The UKs regulator, the Financial Conduct Authority has proposed a ban on cryptocurrency products in an announcement today.
The FCA has claimed that cryptocurrency assets are not suited to small time or amateur investors and are very volatile. It added that crypto related financial instruments could result in huge losses for customers, particularly those that do not fully understand the risks. The authority also cited the fact that they were difficult to value and carried risks of being used for financial crime as reasons for the proposed ban.
They stated that if the ban is enforced, it could benefit consumers to the tune of between EUR 90 million and EUR 250 million a year. It would impact complex financial products including CFDs, exchange traded notes, and options and futures.
The FCA is set to publish a consultation paper on the potential ban and how it would affect the sale to retail clients of derivatives and certain transferable securities that reference cryptoassets.
Extremely bullish Bitcoin surpasses $11,000
Bitcoin has surpassed many expectations and jumped an impressive 20% in 24 hours to go beyond the $11,000 mark. Valued at $11,333 at the time of writing, it seems that Bitcoin has got over a few turbulent days that saw it drop as low as $9,688 before climbing to a high of $11,525 earlier today.

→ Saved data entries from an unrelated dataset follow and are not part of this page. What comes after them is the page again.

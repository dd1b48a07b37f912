//! Events CLI commands.

use chrono::NaiveDate;
use clap::{Parser, Subcommand};

/// Aggregated event commands.
#[derive(Debug, Parser)]
pub struct EventsCommand {
    #[command(subcommand)]
    pub action: EventsAction,
}

/// Available events actions.
#[derive(Debug, Subcommand)]
pub enum EventsAction {
    /// List events in a window (defaults to the current month).
    List {
        /// Start date (YYYY-MM-DD).
        #[arg(long)]
        start: Option<NaiveDate>,
        /// End date (YYYY-MM-DD).
        #[arg(long)]
        end: Option<NaiveDate>,
        /// Restrict to these course IDs (comma-separated).
        #[arg(long, value_delimiter = ',', conflicts_with = "viewer")]
        courses: Vec<String>,
        /// Use a viewer's stored enrollments instead of --courses.
        #[arg(long)]
        viewer: Option<String>,
    },
    /// List events grouped by day.
    Days {
        /// Start date (YYYY-MM-DD).
        #[arg(long)]
        start: Option<NaiveDate>,
        /// End date (YYYY-MM-DD).
        #[arg(long)]
        end: Option<NaiveDate>,
        /// Restrict to these course IDs (comma-separated).
        #[arg(long, value_delimiter = ',')]
        courses: Vec<String>,
    },
    /// Show what is coming up in the next few days.
    Upcoming {
        /// Number of days to look ahead (server default when omitted).
        #[arg(long)]
        days: Option<u64>,
        /// Maximum number of events.
        #[arg(long)]
        limit: Option<usize>,
        /// Restrict to these course IDs (comma-separated).
        #[arg(long, value_delimiter = ',')]
        courses: Vec<String>,
    },
}
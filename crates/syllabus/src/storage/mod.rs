//! Storage backend implementations of the `syllabus_core::storage` traits.

pub mod inmemory;

pub use inmemory::InMemoryRepository;
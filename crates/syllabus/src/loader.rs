//! Builds catalog snapshots from the repositories.
//!
//! This is the imperative half of an events query: it does the I/O, then the
//! pure aggregator in `syllabus_core::calendar` does the rest.

use futures_util::future::try_join_all;

use syllabus_core::catalog::{Catalog, CourseRecord, EnrollmentSet};
use syllabus_core::storage::{CourseRepository, CourseworkRepository, RepositoryError};

/// Loads every course visible under `enrolled` together with its coursework.
///
/// Coursework for the visible courses is fetched concurrently; the first
/// failure aborts the whole load.
pub async fn load_catalog(
    course_repo: &dyn CourseRepository,
    coursework_repo: &dyn CourseworkRepository,
    enrolled: &EnrollmentSet,
) -> Result<Catalog, RepositoryError> {
    let courses = course_repo.list_courses().await?;

    let records = try_join_all(
        courses
            .into_iter()
            .filter(|course| enrolled.allows(&course.id))
            .map(|course| async move {
                let items = coursework_repo.list_coursework_for_course(&course.id).await?;
                Ok::<_, RepositoryError>(CourseRecord::with_coursework(course, items))
            }),
    )
    .await?;

    tracing::debug!(
        courses = records.len(),
        restricted = !enrolled.is_unrestricted(),
        "Loaded catalog snapshot"
    );

    Ok(Catalog::new(records))
}
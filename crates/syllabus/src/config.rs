use std::{env, path::PathBuf, time::Duration};

/// Application configuration loaded from environment variables.
#[derive(Debug, Clone)]
pub struct Config {
    /// JSON catalog snapshot to import at startup (default: none)
    pub catalog_path: Option<PathBuf>,
    /// Seed demo courses when no snapshot is given (default: true)
    pub seed_demo: bool,
    /// Per-request timeout in seconds (default: 10)
    pub request_timeout_seconds: u64,
    /// Window of the upcoming feed when `days` is not given (default: 7)
    pub upcoming_default_days: u64,
}

impl Config {
    /// Load configuration from environment variables.
    ///
    /// Environment variables:
    /// - `SYLLABUS_CATALOG_PATH` - Catalog snapshot to import (default: unset)
    /// - `SYLLABUS_SEED_DEMO` - Seed demo data when no snapshot is set (default: true)
    /// - `REQUEST_TIMEOUT_SECONDS` - Request timeout (default: 10)
    /// - `UPCOMING_DEFAULT_DAYS` - Upcoming feed window in days (default: 7)
    pub fn from_env() -> Self {
        Self::from_lookup(|key| env::var(key).ok())
    }

    fn from_lookup(lookup: impl Fn(&str) -> Option<String>) -> Self {
        Self {
            catalog_path: lookup("SYLLABUS_CATALOG_PATH")
                .filter(|v| !v.trim().is_empty())
                .map(PathBuf::from),
            seed_demo: lookup("SYLLABUS_SEED_DEMO")
                .map(|v| parse_flag(&v))
                .unwrap_or(true),
            request_timeout_seconds: lookup("REQUEST_TIMEOUT_SECONDS")
                .and_then(|v| v.parse().ok())
                .unwrap_or(10),
            upcoming_default_days: lookup("UPCOMING_DEFAULT_DAYS")
                .and_then(|v| v.parse().ok())
                .unwrap_or(7),
        }
    }

    /// Get the request timeout as a Duration.
    pub fn request_timeout(&self) -> Duration {
        Duration::from_secs(self.request_timeout_seconds)
    }
}

impl Default for Config {
    fn default() -> Self {
        Self::from_lookup(|_| None)
    }
}

fn parse_flag(value: &str) -> bool {
    matches!(
        value.trim().to_ascii_lowercase().as_str(),
        "1" | "true" | "yes" | "on"
    )
}
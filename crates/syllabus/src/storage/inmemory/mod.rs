//! In-memory storage backend.
//!
//! Implements every repository trait over HashMaps wrapped in `Arc<RwLock<_>>`.
//! Snapshot imports go through [`InMemoryRepository::import_catalog`], which
//! stores records without validation.
//!
//! # Example
//!
//! ```rust,ignore
//! use syllabus::storage::InMemoryRepository;
//!
//! let repo = InMemoryRepository::new();
//! repo.import_catalog(catalog).await;
//! ```

mod repository;

pub use repository::InMemoryRepository;
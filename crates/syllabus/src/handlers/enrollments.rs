//! Viewer enrollment handlers.
//!
//! Viewer ids are opaque path segments. A viewer nobody has enrolled yet has
//! an empty set, which leaves every course visible.

use axum::{
    extract::{rejection::FormRejection, Path, State},
    http::StatusCode,
    Form, Json,
};

use syllabus_core::storage::RepositoryError;

use crate::{
    handlers::{
        error::{error_response, repository_error_response},
        AppError,
    },
    models::{Enrollments, SetEnrollments},
    state::AppState,
};

async fn current(state: &AppState, viewer_id: &str) -> Result<Enrollments, RepositoryError> {
    let set = state.enrollment_repo.get_enrollments(viewer_id).await?;
    Ok(Enrollments::new(viewer_id, set))
}

/// Get a viewer's enrollments (GET /api/viewers/{viewer}/enrollments).
pub async fn get_enrollments(
    State(state): State<AppState>,
    Path(viewer_id): Path<String>,
) -> Result<Json<Enrollments>, AppError> {
    Ok(Json(current(&state, &viewer_id).await?))
}

/// Replace a viewer's enrollments (PUT /api/viewers/{viewer}/enrollments).
///
/// Unknown course ids are stored as given; they simply match no events.
pub async fn set_enrollments(
    State(state): State<AppState>,
    Path(viewer_id): Path<String>,
    form_result: Result<Form<SetEnrollments>, FormRejection>,
) -> Result<Json<Enrollments>, (StatusCode, String)> {
    let Form(payload) = form_result.map_err(|e| {
        error_response(
            StatusCode::BAD_REQUEST,
            format!("Failed to parse form: {e}"),
        )
    })?;

    let set = payload.into_set();
    state
        .enrollment_repo
        .set_enrollments(&viewer_id, &set)
        .await
        .map_err(repository_error_response)?;

    tracing::info!(%viewer_id, courses = set.len(), "Replaced enrollments");

    Ok(Json(Enrollments::new(viewer_id, set)))
}

/// Enroll a viewer in a course (POST /api/viewers/{viewer}/enrollments/{course}).
pub async fn enroll(
    State(state): State<AppState>,
    Path((viewer_id, course_id)): Path<(String, String)>,
) -> Result<Json<Enrollments>, AppError> {
    if state.course_repo.get_course(&course_id).await?.is_none() {
        return Err(RepositoryError::not_found("Course", &course_id).into());
    }

    state.enrollment_repo.enroll(&viewer_id, &course_id).await?;

    tracing::info!(%viewer_id, %course_id, "Enrolled viewer");

    Ok(Json(current(&state, &viewer_id).await?))
}

/// Remove a viewer from a course (DELETE /api/viewers/{viewer}/enrollments/{course}).
pub async fn unenroll(
    State(state): State<AppState>,
    Path((viewer_id, course_id)): Path<(String, String)>,
) -> Result<Json<Enrollments>, AppError> {
    state.enrollment_repo.unenroll(&viewer_id, &course_id).await?;

    tracing::info!(%viewer_id, %course_id, "Unenrolled viewer");

    Ok(Json(current(&state, &viewer_id).await?))
}
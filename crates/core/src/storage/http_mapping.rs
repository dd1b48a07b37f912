//! Mapping of repository errors onto HTTP status codes.
//!
//! Kept in the core so every transport agrees on the same codes.

use super::RepositoryError;

/// Maps a [`RepositoryError`] to an HTTP status code.
///
/// - `NotFound` -> 404
/// - `AlreadyExists` -> 409
/// - `InvalidData` -> 400
///
/// # Examples
///
/// ```
/// use syllabus_core::storage::{repository_error_to_status_code, RepositoryError};
///
/// let error = RepositoryError::not_found("Course", "C1");
/// assert_eq!(repository_error_to_status_code(&error), 404);
/// ```
pub fn repository_error_to_status_code(error: &RepositoryError) -> u16 {
    match error {
        RepositoryError::NotFound { .. } => 404,
        RepositoryError::AlreadyExists { .. } => 409,
        RepositoryError::InvalidData(_) => 400,
    }
}

#[cfg(test)]
mod tests {
    use super::*;

    #[test]
    fn test_not_found_maps_to_404() {
        let error = RepositoryError::not_found("Course", "C9");
        assert_eq!(repository_error_to_status_code(&error), 404);
    }

    #[test]
    fn test_already_exists_maps_to_409() {
        let error = RepositoryError::already_exists("Coursework", "A1");
        assert_eq!(repository_error_to_status_code(&error), 409);
    }

    #[test]
    fn test_invalid_data_maps_to_400() {
        let error = RepositoryError::InvalidData("course id mismatch".to_string());
        assert_eq!(repository_error_to_status_code(&error), 400);
    }
}
use super::error::CatalogError;
use super::parse::{parse_date, parse_optional_time};
use super::types::{Course, Coursework};

const MAX_NAME_LEN: usize = 200;

/// Validates a course before creation or update.
pub fn validate_course(course: &Course) -> Result<(), CatalogError> {
    if course.id.trim().is_empty() {
        return Err(CatalogError::EmptyCourseId);
    }
    if course.name.trim().is_empty() {
        return Err(CatalogError::EmptyCourseName);
    }
    if course.name.chars().count() > MAX_NAME_LEN {
        return Err(CatalogError::CourseNameTooLong);
    }
    if course.course_code.trim().is_empty() {
        return Err(CatalogError::EmptyCourseCode);
    }
    if let Some(term) = &course.term {
        if term.end < term.start {
            return Err(CatalogError::InvalidTerm);
        }
    }
    Ok(())
}

/// Validates a coursework item before creation or update.
///
/// Writes are strict: the date must be present and readable, and any time
/// given must parse. Records that reach the catalog some other way (snapshot
/// import) are not held to this and are skipped at projection instead.
pub fn validate_coursework(item: &Coursework) -> Result<(), CatalogError> {
    let title = item.title();
    if title.trim().is_empty() {
        return Err(CatalogError::EmptyTitle);
    }
    if title.chars().count() > MAX_NAME_LEN {
        return Err(CatalogError::TitleTooLong);
    }

    let raw_date = item
        .raw_date()
        .filter(|d| !d.trim().is_empty())
        .ok_or(CatalogError::MissingDate)?;
    if parse_date(raw_date).is_none() {
        return Err(CatalogError::InvalidDate(raw_date.to_string()));
    }

    match item {
        Coursework::Assignment(a) => {
            check_time(a.due_time.as_deref())?;
        }
        Coursework::Quiz(q) => {
            let start = check_time(q.start_time.as_deref())?;
            let end = check_time(q.end_time.as_deref())?;
            if let (Some(start), Some(end)) = (start, end) {
                if end <= start {
                    return Err(CatalogError::InvalidTimeRange);
                }
            }
        }
        Coursework::Discussion(d) => {
            check_time(d.due_time.as_deref())?;
        }
    }

    Ok(())
}

fn check_time(raw: Option<&str>) -> Result<Option<chrono::NaiveTime>, CatalogError> {
    parse_optional_time(raw)
        .map_err(|_| CatalogError::InvalidTime(raw.unwrap_or_default().to_string()))
}
#[cfg(test)]
mod tests {
    use super::*;
    use axum::{
        body::Body,
        http::{Request, StatusCode},
        response::Response,
    };
    use http_body_util::BodyExt;
    use tower::ServiceExt;

    const FORM: &str = "application/x-www-form-urlencoded";

    async fn send(app: &Router, method: &str, uri: &str, form: Option<&str>) -> Response {
        let builder = Request::builder().method(method).uri(uri);
        let request = match form {
            Some(body) => builder
                .header("Content-Type", FORM)
                .body(Body::from(body.to_string()))
                .unwrap(),
            None => builder.body(Body::empty()).unwrap(),
        };
        app.clone().oneshot(request).await.unwrap()
    }

    async fn json(response: Response) -> serde_json::Value {
        let body = response.into_body().collect().await.unwrap().to_bytes();
        serde_json::from_slice(&body).unwrap()
    }

    /// App with C1 (A1 due 2025-06-10, Q1 on 2025-06-12 09:00, D1 on 2025-06-12)
    /// and C2 (A9 due 2025-06-01).
    async fn seeded_app() -> Router {
        let app = create_app(AppState::default());

        for form in [
            "id=C1&name=Intro+to+Programming&course_code=CS-101",
            "id=C2&name=Linear+Algebra&course_code=MATH-210",
        ] {
            let response = send(&app, "POST", "/api/courses", Some(form)).await;
            assert_eq!(response.status(), StatusCode::CREATED);
        }

        for (course, form) in [
            ("C1", "kind=assignment&id=A1&title=Essay&date=2025-06-10"),
            ("C1", "kind=quiz&id=Q1&title=Quiz+1&date=2025-06-12&time=09:00"),
            ("C1", "kind=discussion&id=D1&title=Forum&date=2025-06-12"),
            ("C2", "kind=assignment&id=A9&title=Problem+set&date=2025-06-01"),
        ] {
            let uri = format!("/api/courses/{course}/coursework");
            let response = send(&app, "POST", &uri, Some(form)).await;
            assert_eq!(response.status(), StatusCode::CREATED);
        }

        app
    }

    fn ids(events: &serde_json::Value) -> Vec<&str> {
        events
            .as_array()
            .unwrap()
            .iter()
            .map(|e| e["id"].as_str().unwrap())
            .collect()
    }

    #[tokio::test]
    async fn test_livez() {
        let app = create_app(AppState::default());
        let response = send(&app, "GET", "/livez", None).await;
        assert_eq!(response.status(), StatusCode::OK);
    }

    #[tokio::test]
    async fn test_healthz_counts_courses() {
        let app = seeded_app().await;

        let response = send(&app, "GET", "/healthz", None).await;
        assert_eq!(response.status(), StatusCode::OK);

        let body = json(response).await;
        assert_eq!(body["status"], "ok");
        assert_eq!(body["courses"], 2);
    }

    #[tokio::test]
    async fn test_list_courses_empty() {
        let app = create_app(AppState::default());

        let response = send(&app, "GET", "/api/courses", None).await;
        assert_eq!(response.status(), StatusCode::OK);
        assert!(json(response).await.as_array().unwrap().is_empty());
    }

    #[tokio::test]
    async fn test_create_course_validation_errors() {
        let app = create_app(AppState::default());

        let response = send(&app, "POST", "/api/courses", Some("id=C1&name=+&course_code=X")).await;
        assert_eq!(response.status(), StatusCode::BAD_REQUEST);

        let response = send(&app, "POST", "/api/courses", Some("id=C1")).await;
        assert_eq!(response.status(), StatusCode::BAD_REQUEST);

        let response = send(
            &app,
            "POST",
            "/api/courses",
            Some("id=C1&name=Intro&course_code=X&term_start=2025-05-01&term_end=2025-01-01"),
        )
        .await;
        assert_eq!(response.status(), StatusCode::BAD_REQUEST);
    }

    #[tokio::test]
    async fn test_create_duplicate_course_conflicts() {
        let app = seeded_app().await;

        let response = send(
            &app,
            "POST",
            "/api/courses",
            Some("id=C1&name=Again&course_code=CS-101"),
        )
        .await;
        assert_eq!(response.status(), StatusCode::CONFLICT);
    }

    #[tokio::test]
    async fn test_get_update_and_delete_course() {
        let app = seeded_app().await;

        let response = send(&app, "PUT", "/api/courses/C1", Some("instructor=Dr.+Ada")).await;
        assert_eq!(response.status(), StatusCode::OK);
        assert_eq!(json(response).await["instructor"], "Dr. Ada");

        let response = send(&app, "GET", "/api/courses/C1", None).await;
        assert_eq!(response.status(), StatusCode::OK);
        assert_eq!(json(response).await["name"], "Intro to Programming");

        let response = send(&app, "DELETE", "/api/courses/C1", None).await;
        assert_eq!(response.status(), StatusCode::OK);

        let response = send(&app, "GET", "/api/courses/C1", None).await;
        assert_eq!(response.status(), StatusCode::NOT_FOUND);

        // Coursework went with the course
        let response = send(&app, "GET", "/api/coursework/A1", None).await;
        assert_eq!(response.status(), StatusCode::NOT_FOUND);
    }

    #[tokio::test]
    async fn test_coursework_crud() {
        let app = seeded_app().await;

        let response = send(&app, "GET", "/api/courses/C1/coursework", None).await;
        assert_eq!(response.status(), StatusCode::OK);
        assert_eq!(json(response).await.as_array().unwrap().len(), 3);

        let response = send(&app, "GET", "/api/coursework/Q1", None).await;
        let quiz = json(response).await;
        assert_eq!(quiz["kind"], "quiz");
        assert_eq!(quiz["start_time"], "09:00");

        let response = send(
            &app,
            "PUT",
            "/api/coursework/A1",
            Some("kind=assignment&title=Final+essay&date=2025-06-11&priority=high"),
        )
        .await;
        assert_eq!(response.status(), StatusCode::OK);
        let updated = json(response).await;
        assert_eq!(updated["id"], "A1");
        assert_eq!(updated["course_id"], "C1");
        assert_eq!(updated["priority"], "high");

        let response = send(&app, "DELETE", "/api/coursework/A1", None).await;
        assert_eq!(response.status(), StatusCode::OK);

        let response = send(&app, "DELETE", "/api/coursework/A1", None).await;
        assert_eq!(response.status(), StatusCode::NOT_FOUND);
    }

    #[tokio::test]
    async fn test_coursework_validation_errors() {
        let app = seeded_app().await;

        let cases = [
            "kind=assignment&title=No+date",
            "kind=assignment&title=Bad+date&date=June+5th",
            "kind=discussion&title=Bad+time&date=2025-06-10&time=9am",
            "kind=quiz&title=Backwards&date=2025-06-10&time=11:00&end_time=10:00",
            "kind=essay&title=Unknown+kind&date=2025-06-10",
        ];
        for form in cases {
            let response = send(&app, "POST", "/api/courses/C1/coursework", Some(form)).await;
            assert_eq!(response.status(), StatusCode::BAD_REQUEST, "form: {form}");
        }
    }

    #[tokio::test]
    async fn test_coursework_for_unknown_course() {
        let app = seeded_app().await;

        let response = send(
            &app,
            "POST",
            "/api/courses/C9/coursework",
            Some("kind=assignment&title=Essay&date=2025-06-10"),
        )
        .await;
        assert_eq!(response.status(), StatusCode::NOT_FOUND);

        let response = send(&app, "GET", "/api/courses/C9/coursework", None).await;
        assert_eq!(response.status(), StatusCode::NOT_FOUND);
    }

    #[tokio::test]
    async fn test_events_window_and_ordering() {
        let app = seeded_app().await;

        let response = send(&app, "GET", "/api/events?start=2025-06-01&end=2025-06-30", None).await;
        assert_eq!(response.status(), StatusCode::OK);

        let events = json(response).await;
        assert_eq!(ids(&events), vec!["A9", "A1", "D1", "Q1"]);
        assert_eq!(events[3]["type"], "quiz");
        assert_eq!(events[3]["startTime"], "09:00");
        assert_eq!(events[0]["courseId"], "C2");
    }

    #[tokio::test]
    async fn test_events_filtered_by_courses_param() {
        let app = seeded_app().await;

        let response = send(
            &app,
            "GET",
            "/api/events?start=2025-06-01&end=2025-06-30&courses=C2",
            None,
        )
        .await;
        assert_eq!(ids(&json(response).await), vec!["A9"]);

        let response = send(
            &app,
            "GET",
            "/api/events?start=2025-06-01&end=2025-06-30&courses=",
            None,
        )
        .await;
        assert_eq!(json(response).await.as_array().unwrap().len(), 4);
    }

    #[tokio::test]
    async fn test_events_narrow_window_and_inclusive_bound() {
        let app = seeded_app().await;

        let response = send(&app, "GET", "/api/events?start=2025-06-02&end=2025-06-09", None).await;
        assert!(json(response).await.as_array().unwrap().is_empty());

        let response = send(&app, "GET", "/api/events?start=2025-06-10&end=2025-06-10", None).await;
        assert_eq!(ids(&json(response).await), vec!["A1"]);
    }

    #[tokio::test]
    async fn test_events_inverted_range_is_empty() {
        let app = seeded_app().await;

        let response = send(&app, "GET", "/api/events?start=2025-06-30&end=2025-06-01", None).await;
        assert_eq!(response.status(), StatusCode::OK);
        assert!(json(response).await.as_array().unwrap().is_empty());

        let response = send(
            &app,
            "GET",
            "/api/events/days?start=2025-06-30&end=2025-06-01",
            None,
        )
        .await;
        assert_eq!(response.status(), StatusCode::OK);
        assert!(json(response).await.as_array().unwrap().is_empty());
    }

    #[tokio::test]
    async fn test_events_malformed_date_param() {
        let app = seeded_app().await;

        let response = send(&app, "GET", "/api/events?start=yesterday", None).await;
        assert_eq!(response.status(), StatusCode::BAD_REQUEST);
    }

    #[tokio::test]
    async fn test_event_days() {
        let app = seeded_app().await;

        let response = send(
            &app,
            "GET",
            "/api/events/days?start=2025-06-10&end=2025-06-12",
            None,
        )
        .await;
        assert_eq!(response.status(), StatusCode::OK);

        let days = json(response).await;
        let days = days.as_array().unwrap();
        assert_eq!(days.len(), 3);
        assert_eq!(days[0]["date"], "2025-06-10");
        assert_eq!(days[0]["events"].as_array().unwrap().len(), 1);
        assert!(days[1]["events"].as_array().unwrap().is_empty());
        assert_eq!(ids(&days[2]["events"]), vec!["D1", "Q1"]);
    }

    #[tokio::test]
    async fn test_event_days_rejects_huge_window() {
        let app = seeded_app().await;

        let response = send(
            &app,
            "GET",
            "/api/events/days?start=2000-01-01&end=2025-12-31",
            None,
        )
        .await;
        assert_eq!(response.status(), StatusCode::BAD_REQUEST);
    }

    #[tokio::test]
    async fn test_upcoming_events_uses_today() {
        let app = create_app(AppState::default());
        let today = chrono::Local::now().date_naive();
        let tomorrow = today.succ_opt().unwrap();

        send(&app, "POST", "/api/courses", Some("id=C1&name=Intro&course_code=CS-101")).await;
        for (id, date) in [("A1", today), ("A2", tomorrow)] {
            let form = format!("kind=assignment&id={id}&title=Homework&date={date}");
            send(&app, "POST", "/api/courses/C1/coursework", Some(&form)).await;
        }

        let response = send(&app, "GET", "/api/events/upcoming?days=1", None).await;
        assert_eq!(response.status(), StatusCode::OK);
        assert_eq!(ids(&json(response).await), vec!["A1", "A2"]);

        let response = send(&app, "GET", "/api/events/upcoming?days=1&limit=1", None).await;
        assert_eq!(ids(&json(response).await), vec!["A1"]);

        let response = send(&app, "GET", "/api/events/upcoming?days=0", None).await;
        assert_eq!(ids(&json(response).await), vec!["A1"]);
    }

    #[tokio::test]
    async fn test_viewer_enrollments_and_events() {
        let app = seeded_app().await;
        let events_uri = "/api/viewers/v1/events?start=2025-06-01&end=2025-06-30";

        // Unknown viewer: empty set, every course visible
        let response = send(&app, "GET", "/api/viewers/v1/enrollments", None).await;
        let enrollments = json(response).await;
        assert_eq!(enrollments["unrestricted"], true);
        let response = send(&app, "GET", events_uri, None).await;
        assert_eq!(json(response).await.as_array().unwrap().len(), 4);

        let response = send(&app, "POST", "/api/viewers/v1/enrollments/C2", None).await;
        assert_eq!(response.status(), StatusCode::OK);
        let enrollments = json(response).await;
        assert_eq!(enrollments["courses"], serde_json::json!(["C2"]));

        let response = send(&app, "GET", events_uri, None).await;
        assert_eq!(ids(&json(response).await), vec!["A9"]);

        let response = send(
            &app,
            "PUT",
            "/api/viewers/v1/enrollments",
            Some("courses=C1,deleted-course"),
        )
        .await;
        assert_eq!(response.status(), StatusCode::OK);

        let response = send(&app, "GET", events_uri, None).await;
        assert_eq!(ids(&json(response).await), vec!["A1", "D1", "Q1"]);

        let response = send(&app, "DELETE", "/api/viewers/v1/enrollments/C1", None).await;
        assert_eq!(response.status(), StatusCode::OK);
        let response = send(&app, "DELETE", "/api/viewers/v1/enrollments/C1", None).await;
        assert_eq!(response.status(), StatusCode::NOT_FOUND);
    }

    #[tokio::test]
    async fn test_enroll_in_unknown_course() {
        let app = seeded_app().await;

        let response = send(&app, "POST", "/api/viewers/v1/enrollments/C9", None).await;
        assert_eq!(response.status(), StatusCode::NOT_FOUND);
    }
}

Its quick recovery left many media outlets and analysts red faced as they had predicted that the Bitcoin bubble had burst an “lost a third of its value in less than a week”.
Others however, were feeling optimistic at the new surge and have been speculating where it could end up. Trader Josh Rager said he believed it could settle around the $11,760 mark due to its “extremely bullish’ recovery.
In the long term however, it remains unknown how the impact of institutional trading will push up the price of the world’s leading cryptocurrency. This week, two trading platforms- ErisX and Binance confirmed they will offer Bitcoin futures, and Bakkt will begin testing its futures offering towards the end of July.
Nestle get onboard with Blockchain
One of the world’s largest food companies, Nestle has unveiled its plans for a blockchain-based pilot programme that will track food and ingredients through its supply chain.
According to a press release, consumers will now be able to track their food all the way back to the source, and through every step of the manufacturing process. Nestle will now be the first food and drink company to pilot blockchain technology in this way, heralding the way for greater transparency.
The programme will be in collaboration with OpenSC- a company founded by WWF Australia and The Boston Consulting Group Digital Ventures. Together, they created a platform that will allow anyone, anywhere, access to verifiable sustainability and supply chain data. The platform will first trace milk from farms in New Zealand to Nestle factories in the Middle East. After that pilot, the platform will be used to track palm oil that has been sourced in the Americas.
Magdi Batato, Executive Vice President, Head of Operations, Nestlé S.A. said, “We want our consumers to make an informed decision on their choice of products – to choose products produced responsibly. Open blockchain technology might allow us to share reliable information with consumers in an accessible way.”